February 5, 2019 Stacey Mendelson 0 Comments

I cannot stress the importance of documenting the events and during your separation and divorce. You may think that you will remember everything, especially the big events, but you won’t, especially if you are suffering from PTSD or depression. Our brain has a very clever way of blocking out painful events!

The way I see it, there are 2 types of journaling that are really important:

Recording the facts as they happen

      • try to keep the entries factual and free of opinion
      • use an electronic medium such as Notability on an iPad or OFW journal so you can share entries with your lawyer or parenting coordinator if necessary
      • these chronological journal entries can be later placed onto spreadsheets that demonstrate patterns of behaviour such as: aberrant parenting episodes, access visits, threats and abusive behaviour, episodes of domestic violence, inappropriate depletion of joint funds
      • this is a super-savvy method to provide a succinct and compelling chronology for your lawyer and possibly for a judge
Here is an example of a factual journal entry from early in my Separation:

Oct. 25, 2014 …..On arrival at our home with Ben at about 2pm **** (my ex) saw his brother and nephew getting into their car to leave. They had been parked at the end of my driveway because they helped me put a desk in the office and clean up the electrical mess that **** had left behind. **** drove by very fast and very close to his brother while Ben was in his front passenger seat. He then turned his car around on our street, pulled up behind his brother’s car and purposely smashed into the rear bumper. Ben got out of his dad’s car scared and upset…I did not call 911 but I had the locks changed that day.

I had months of journal material to eventually compile into a spreadsheet of erroneous and dangerous behaviour which I used to secure a restraining order.

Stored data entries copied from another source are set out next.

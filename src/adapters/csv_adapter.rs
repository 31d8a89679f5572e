//! CSV file data adapter.
//!
//! Reads `<dir>/<TICKER>_<interval>.csv`. The first column is the bar
//! timestamp; OHLCV headers are matched case-insensitively and renamed to
//! their canonical spelling, other columns are kept as written.

use crate::domain::error::SignalError;
use crate::domain::ohlcv::{CLOSE, HIGH, LOW, OPEN, OhlcvTable, VOLUME};
use crate::domain::timeframe::{Interval, Period};
use crate::ports::data_port::DataPort;
use chrono::{DateTime, Duration, NaiveDate, NaiveDateTime, Utc};
use std::fs;
use std::path::PathBuf;

pub struct CsvDataAdapter {
    base_path: PathBuf,
}

fn canonical(header: &str) -> String {
    let trimmed = header.trim();
    [OPEN, HIGH, LOW, CLOSE, VOLUME]
        .into_iter()
        .find(|c| c.eq_ignore_ascii_case(trimmed))
        .map(str::to_string)
        .unwrap_or_else(|| trimmed.to_string())
}

/// RFC 3339, `YYYY-mm-dd HH:MM[:SS]` or a bare date. Naive values are UTC.
pub fn parse_timestamp(raw: &str) -> Option<DateTime<Utc>> {
    let raw = raw.trim();
    if let Ok(ts) = DateTime::parse_from_rfc3339(raw) {
        return Some(ts.with_timezone(&Utc));
    }
    for fmt in ["%Y-%m-%d %H:%M:%S", "%Y-%m-%d %H:%M", "%Y-%m-%dT%H:%M:%S"] {
        if let Ok(naive) = NaiveDateTime::parse_from_str(raw, fmt) {
            return Some(naive.and_utc());
        }
    }
    NaiveDate::parse_from_str(raw, "%Y-%m-%d")
        .ok()
        .and_then(|d| d.and_hms_opt(0, 0, 0))
        .map(|naive| naive.and_utc())
}

impl CsvDataAdapter {
    pub fn new(base_path: PathBuf) -> Self {
        Self { base_path }
    }

    pub fn csv_path(&self, ticker: &str, interval: Interval) -> PathBuf {
        self.base_path.join(format!("{}_{}.csv", ticker, interval))
    }
}

impl DataPort for CsvDataAdapter {
    fn fetch_ohlcv(
        &self,
        ticker: &str,
        interval: Interval,
        period: Period,
    ) -> Result<OhlcvTable, SignalError> {
        let fetch_err = |reason: String| SignalError::Fetch {
            ticker: ticker.to_string(),
            interval: interval.to_string(),
            reason,
        };

        let path = self.csv_path(ticker, interval);
        let content = fs::read_to_string(&path)
            .map_err(|e| fetch_err(format!("failed to read {}: {}", path.display(), e)))?;

        let mut rdr = csv::Reader::from_reader(content.as_bytes());
        let headers: Vec<String> = rdr
            .headers()
            .map_err(|e| fetch_err(format!("CSV header error: {e}")))?
            .iter()
            .skip(1)
            .map(canonical)
            .collect();

        let mut rows: Vec<(DateTime<Utc>, Vec<f64>)> = Vec::new();
        for (line, result) in rdr.records().enumerate() {
            let record = result.map_err(|e| fetch_err(format!("CSV parse error: {e}")))?;
            let raw_ts = record.get(0).unwrap_or_default();
            let ts = parse_timestamp(raw_ts)
                .ok_or_else(|| fetch_err(format!("invalid timestamp {raw_ts:?} on row {}", line + 1)))?;

            let values: Option<Vec<f64>> = record
                .iter()
                .skip(1)
                .map(|cell| cell.trim().parse::<f64>().ok().filter(|v| v.is_finite()))
                .collect();
            match values {
                Some(values) if values.len() == headers.len() => rows.push((ts, values)),
                _ => tracing::debug!(%ticker, row = line + 1, "skipping incomplete row"),
            }
        }

        rows.sort_by_key(|(ts, _)| *ts);
        rows.dedup_by_key(|(ts, _)| *ts);
        if let Some(&(last, _)) = rows.last() {
            let cutoff = last - Duration::days(period.days());
            rows.retain(|(ts, _)| *ts > cutoff);
        }

        let mut table = OhlcvTable::new(rows.iter().map(|(ts, _)| *ts).collect())?;
        for (col, name) in headers.iter().enumerate() {
            table = table.with_column(name.as_str(), rows.iter().map(|(_, v)| v[col]).collect())?;
        }
        tracing::debug!(%ticker, %interval, bars = table.len(), "loaded");
        Ok(table)
    }
}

Thought downloads for mind management

      • take a blank sheet and empty 10-20 thoughts from you brain onto the page
      • these thoughts are simply the sentences in your mind
      • be honest with the thoughts – no editing required
      • this is only for you to see
      • focus on one or two thoughts and see what feelings those thoughts generate when you repeat them to yourself
      • ask yourself if you want to be feeling that emotion – is it serving you right now?
      • if the feeling that the thoughts are generating is counter-productive, consider re-writing the thoughts to something equally believable that can generate a healthier emotion
      • practice the new thought – be the boss of your brain!
Here is an example of what I mean:

thought: my ex has replaced me with someone younger
feeling: depressed, angry

new thought: my ex has a long pattern of infidelity because he is insecure, this really isn’t about me
new feeling: neutral, sad but at peace

Same circumstance (your ex has repartnered) but different feelings generated. You can do this just by watching and choosing your thoughts carefully. Why does this matter? First, because negative emotions can feel pretty bad, but also because our feelings generate our actions, which over time generates our results. If we are feeling depressed, angry and disgusting we will choose to eat the carton of ice cream and over time gain weight. We will also show up for our kids as angry and resentful toward their other parent and that won’t serve them.